Hello, can someone help me understand the “premium” CloudQuery tier?

I am looking at the AWS source plugin tables and the majority of them have the “premium table” message for sync. I did a count and only 73 tables are non-premium or free.

I work for an x company and they have a custom local CloudQuery setup that is not logging/using your premium tier. Does the premium tier limit the sync feature in this case? I mean, will executing CloudQuery without the ‘login’ actually retrieve/query the tables that are “premium”?

We made a change to the AWS, GCP, and Azure plugins that changed which tables were free/premium. Users are welcome to continue to use the old versions of the AWS Plugin, but those versions will not be getting any more updates. More information on those changes can be found here: CloudQuery Pricing Changes

Also happy to support extended free trials for the newest versions. Feel free to pick a slot here calendly.com/yevgenyp or let me know the team you registered with on CloudQuery Cloud so I can enable a trial (signup should be with corporate email).

I’ve read the post, but it wasn’t clear to me which “old” plugin versions will still be able to query paid tables. We are currently using V16.2.0 of the AWS plugin. Will this version still be able to query the premium tables that were compatible?

I still do not get how I can communicate this to upper management to consider the possibility of upgrading to your premium tier.

We will NOT be touching or changing any previously released versions, so if your organization is alright with the version that you are on, there is no need to upgrade.

That being said, there has been a LOT of improvement in the AWS plugin since it was released nearly a year ago (nearly double the number of supported resources, massive improvements in memory usage) as well as the ecosystem as a whole in terms of source and destination plugins.

If you book some time on the calendar linked above, we would be happy to discuss the changes that have been implemented and how they can help your organization.

Thanks for the clarification:

I have an additional question: How can we identify tables that might be leaking or logging sensitive data?

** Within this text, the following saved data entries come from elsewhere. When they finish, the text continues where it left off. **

// SPDX-FileCopyrightText: 2025 Stanislaw Grams <stanislawgrams@gmail.com>
//
// SPDX-License-Identifier: BSD-2-Clause

//! EasyComm III rotator driver over TCP or the built-in simulator.

use std::sync::{Arc, Mutex, MutexGuard};

use tokio::io::{AsyncBufReadExt, AsyncRead, AsyncWrite, AsyncWriteExt, BufReader};
use tokio::net::TcpStream;
use tokio::sync::{mpsc, watch};
use tokio::task::JoinHandle;
use tokio::time::{interval, sleep, timeout, Duration};
use tracing::{debug, info, warn};

use rot_core::rotator::{RotatorAccessMethod, RotatorInfo};
use rot_core::{normalize, Rotator, StatusCallback};

pub mod parse;
pub mod simulator;

use parse::Telemetry;

const RECONNECT_DELAY: Duration = Duration::from_secs(1);
const CONNECT_TIMEOUT: Duration = Duration::from_secs(1);
const POLL_INTERVAL: Duration = Duration::from_secs(1);

/// Queries sent to the peer once per poll interval.
const POLL_QUERIES: [&str; 7] = ["\\?ENC", "AZ", "EL", "GS", "GE", "VE", "IP"];

struct Shared {
    link: Mutex<Option<mpsc::UnboundedSender<String>>>,
    telemetry: Mutex<Telemetry>,
    callback: StatusCallback,
}

impl Shared {
    fn telemetry(&self) -> MutexGuard<'_, Telemetry> {
        self.telemetry.lock().expect("easycomm telemetry mutex poisoned")
    }

    fn send(&self, command: String) {
        let link = self.link.lock().expect("easycomm link mutex poisoned");
        match link.as_ref() {
            Some(link) => {
                debug!("easycomm: sending {}", command);
                if link.send(format!("{}\n", command)).is_err() {
                    warn!("easycomm: link closed, dropping {}", command);
                }
            }
            None => debug!("easycomm: not connected, dropping {}", command),
        }
    }

    fn open_link(&self) -> mpsc::UnboundedReceiver<String> {
        let (tx, rx) = mpsc::unbounded_channel();
        *self.link.lock().expect("easycomm link mutex poisoned") = Some(tx);
        rx
    }

    fn close_link(&self) {
        *self.link.lock().expect("easycomm link mutex poisoned") = None;
    }

    /// Apply every token on a line, notifying once per token that changed
    /// the status.
    fn handle_line(&self, line: &str) {
        let mut telemetry = self.telemetry();
        for token in line.split_whitespace() {
            let before = telemetry.clone();
            if let Err(e) = telemetry.apply(token) {
                warn!("easycomm: parsing {:?}: {}", token, e);
                continue;
            }
            if *telemetry != before {
                (self.callback)(telemetry.snapshot());
            }
        }
    }

    async fn serve<R, W>(
        &self,
        reader: R,
        mut writer: W,
        mut outgoing: mpsc::UnboundedReceiver<String>,
        mut shutdown_rx: watch::Receiver<bool>,
    ) where
        R: AsyncRead + Unpin,
        W: AsyncWrite + Unpin,
    {
        let mut lines = BufReader::new(reader).lines();
        let mut poll = interval(POLL_INTERVAL);
        loop {
            let out = tokio::select! {
                line = lines.next_line() => match line {
                    Ok(Some(line)) => {
                        self.handle_line(&line);
                        continue;
                    }
                    Ok(None) => {
                        debug!("easycomm: link closed by peer");
                        break;
                    }
                    Err(e) => {
                        warn!("easycomm: reading link: {}", e);
                        break;
                    }
                },
                _ = poll.tick() => POLL_QUERIES.iter().map(|q| format!("{}\n", q)).collect::<String>(),
                out = outgoing.recv() => match out {
                    Some(out) => out,
                    None => break,
                },
                changed = shutdown_rx.changed() => {
                    if changed.is_err() || *shutdown_rx.borrow() {
                        break;
                    }
                    continue;
                }
            };
            if let Err(e) = writer.write_all(out.as_bytes()).await {
                warn!("easycomm: writing link: {}", e);
                break;
            }
        }
        self.close_link();
    }
}

/// EasyComm III rotator.
pub struct EasyComm {
    info: RotatorInfo,
    shared: Arc<Shared>,
}

impl EasyComm {
    pub fn new(info: RotatorInfo, callback: StatusCallback) -> Self {
        Self {
            info,
            shared: Arc::new(Shared {
                link: Mutex::new(None),
                telemetry: Mutex::new(Telemetry::default()),
                callback,
            }),
        }
    }

    /// Connect to a TCP peer, reconnecting every second until shutdown.
    pub fn connect_tcp(addr: &str, callback: StatusCallback, shutdown_rx: watch::Receiver<bool>) -> Self {
        let rotator = Self::new(
            RotatorInfo {
                manufacturer: "EasyComm".to_string(),
                model: "EasyComm III".to_string(),
                access: RotatorAccessMethod::Tcp {
                    addr: addr.to_string(),
                },
            },
            callback,
        );
        tokio::spawn(reconnect_loop(
            rotator.shared.clone(),
            addr.to_string(),
            shutdown_rx,
        ));
        rotator
    }

    /// Drive an in-process simulator.
    pub fn simulator(callback: StatusCallback, shutdown_rx: watch::Receiver<bool>) -> Self {
        let rotator = Self::new(
            RotatorInfo {
                manufacturer: "EasyComm".to_string(),
                model: "simulator".to_string(),
                access: RotatorAccessMethod::Simulated,
            },
            callback,
        );
        let (host, device) = tokio::io::duplex(64 * 1024);
        tokio::spawn(simulator::run(
            simulator::SimState::default(),
            device,
            shutdown_rx.clone(),
        ));
        rotator.attach(host, shutdown_rx);
        rotator
    }

    /// Drive the peer over an already open byte stream.
    pub fn attach<S>(&self, stream: S, shutdown_rx: watch::Receiver<bool>) -> JoinHandle<()>
    where
        S: AsyncRead + AsyncWrite + Send + 'static,
    {
        let outgoing = self.shared.open_link();
        let shared = self.shared.clone();
        tokio::spawn(async move {
            let (reader, writer) = tokio::io::split(stream);
            shared.serve(reader, writer, outgoing, shutdown_rx).await;
        })
    }

    /// Run the link on separate halves until either side ends.
    pub async fn watch<R, W>(&self, reader: R, writer: W, shutdown_rx: watch::Receiver<bool>)
    where
        R: AsyncRead + Unpin,
        W: AsyncWrite + Unpin,
    {
        let outgoing = self.shared.open_link();
        self.shared.serve(reader, writer, outgoing, shutdown_rx).await;
    }

    pub fn is_connected(&self) -> bool {
        self.shared
            .link
            .lock()
            .expect("easycomm link mutex poisoned")
            .is_some()
    }
}

async fn reconnect_loop(shared: Arc<Shared>, addr: String, mut shutdown_rx: watch::Receiver<bool>) {
    loop {
        tokio::select! {
            _ = sleep(RECONNECT_DELAY) => {}
            changed = shutdown_rx.changed() => {
                if changed.is_err() || *shutdown_rx.borrow() {
                    break;
                }
            }
        }
        let stream = match timeout(CONNECT_TIMEOUT, TcpStream::connect(&addr)).await {
            Ok(Ok(stream)) => stream,
            Ok(Err(e)) => {
                warn!("easycomm: opening {:?}: {}", addr, e);
                continue;
            }
            Err(_) => {
                warn!("easycomm: opening {:?}: timed out", addr);
                continue;
            }
        };
        info!("easycomm: opened {:?}", addr);
        let outgoing = shared.open_link();
        let (reader, writer) = stream.into_split();
        shared
            .serve(reader, writer, outgoing, shutdown_rx.clone())
            .await;
        if *shutdown_rx.borrow() {
            break;
        }
    }
}

fn velocity_command(velocity: f64, positive: char, negative: char) -> String {
    let dir = if velocity < 0.0 { negative } else { positive };
    format!("V{}{:03.0}", dir, velocity.abs() * 1000.0)
}

impl Rotator for EasyComm {
    fn info(&self) -> &RotatorInfo {
        &self.info
    }

    fn stop(&self) {
        self.shared.send("SA SE".to_string());
    }

    fn set_azimuth_position(&self, angle: f64) {
        self.shared.send(format!("AZ{:03.1}", normalize(angle)));
    }

    fn set_elevation_position(&self, angle: f64) {
        self.shared.send(format!("EL{:03.1}", normalize(angle)));
    }

    fn set_azimuth_velocity(&self, velocity: f64) {
        self.shared.send(velocity_command(velocity, 'R', 'L'));
    }

    fn set_elevation_velocity(&self, velocity: f64) {
        self.shared.send(velocity_command(velocity, 'U', 'D'));
    }
}

#[cfg(test)]
mod tests {
    use rot_core::{CommandMode, RotatorStatus};

    use super::*;

    fn recording() -> (EasyComm, Arc<Mutex<Vec<RotatorStatus>>>) {
        let seen = Arc::new(Mutex::new(Vec::new()));
        let sink = seen.clone();
        let callback: StatusCallback = Arc::new(move |status: RotatorStatus| {
            sink.lock().expect("status mutex poisoned").push(status);
        });
        let rotator = EasyComm::new(
            RotatorInfo {
                manufacturer: "EasyComm".to_string(),
                model: "test".to_string(),
                access: RotatorAccessMethod::Simulated,
            },
            callback,
        );
        (rotator, seen)
    }

    #[tokio::test]
    async fn reference_sequence_yields_expected_status() {
        let (rotator, seen) = recording();
        let (_shutdown_tx, shutdown_rx) = watch::channel(false);
        let input = "AZ170.00\nEL45\nIP7,1.5,.5\nGS262\nGE6\n";
        rotator
            .watch(input.as_bytes(), tokio::io::sink(), shutdown_rx)
            .await;

        let seen = seen.lock().unwrap();
        assert_eq!(seen.len(), 5);
        let status = seen.last().expect("status");
        assert_eq!(status.az_pos, 170.0);
        assert_eq!(status.el_pos, 45.0);
        assert_eq!(status.az_vel, 1.5);
        assert_eq!(status.el_vel, 0.5);
        assert!(status.moving);
        assert_eq!(status.command_az_flags, CommandMode::Position);
        assert_eq!(status.command_el_flags, CommandMode::None);
        let detail = status.easycomm().expect("detail");
        assert!(detail.error_flags.sensor_error);
        assert!(detail.error_flags.homing_error);
        assert!(!rotator.is_connected());
    }

    #[tokio::test]
    async fn unchanged_and_bad_tokens_do_not_notify() {
        let (rotator, seen) = recording();
        let (_shutdown_tx, shutdown_rx) = watch::channel(false);
        let input = "AZ10 AZ10\nbogus\nAZ10.0 EL0\n";
        rotator
            .watch(input.as_bytes(), tokio::io::sink(), shutdown_rx)
            .await;
        assert_eq!(seen.lock().unwrap().len(), 1);
    }

    #[tokio::test]
    async fn commands_are_formatted_on_the_wire() {
        let (rotator, _) = recording();
        let (host, device) = tokio::io::duplex(4096);
        let (_shutdown_tx, shutdown_rx) = watch::channel(false);
        rotator.attach(host, shutdown_rx);

        rotator.set_azimuth_position(-10.0);
        rotator.set_elevation_position(45.25);
        rotator.set_azimuth_velocity(-0.05);
        rotator.set_elevation_velocity(1.5);
        rotator.stop();

        let mut lines = BufReader::new(device).lines();
        let mut commands = Vec::new();
        while commands.len() < 5 {
            let line = lines.next_line().await.expect("read").expect("line");
            if !POLL_QUERIES.contains(&line.as_str()) {
                commands.push(line);
            }
        }
        assert_eq!(
            commands,
            vec!["AZ350.0", "EL45.2", "VL050", "VU1500", "SA SE"]
        );
    }

    #[tokio::test]
    async fn polls_peer_on_connect() {
        let (rotator, _) = recording();
        let (host, device) = tokio::io::duplex(4096);
        let (_shutdown_tx, shutdown_rx) = watch::channel(false);
        rotator.attach(host, shutdown_rx);
        let mut lines = BufReader::new(device).lines();
        for query in POLL_QUERIES {
            assert_eq!(lines.next_line().await.expect("read").as_deref(), Some(query));
        }
    }

    #[tokio::test(start_paused = true)]
    async fn simulator_reaches_commanded_azimuth() {
        let seen = Arc::new(Mutex::new(Vec::<RotatorStatus>::new()));
        let sink = seen.clone();
        let (shutdown_tx, shutdown_rx) = watch::channel(false);
        let rotator = EasyComm::simulator(
            Arc::new(move |status: RotatorStatus| {
                sink.lock().expect("status mutex poisoned").push(status);
            }),
            shutdown_rx,
        );
        rotator.set_azimuth_position(150.0);
        sleep(Duration::from_secs(20)).await;
        shutdown_tx.send(true).expect("shutdown");

        let seen = seen.lock().unwrap();
        assert!(seen.iter().all(|s| s.az_vel.abs() <= simulator::MAX_VEL));
        let last = seen.last().expect("status");
        assert!((last.az_pos - 150.0).abs() < 0.5, "az {}", last.az_pos);
        assert_eq!(last.az_vel, 0.0);
        assert!(last.flags.simulator);
        assert_eq!(last.command_az_flags, CommandMode::Position);
    }
}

Is there a compiled list of such tables?

There is a concern that enabling all tables using wildcards (*) could result in the logging of sensitive values from sources such as AWS or others.

This question hasn’t been addressed in your security documentation, available at CloudQuery Security Documentation.

I think this all depends on what your organization considers sensitive. In general, we do not recommend using

table: ["*"]

We recommend specifying the exact tables you want after you have identified that the data is valuable to your organization.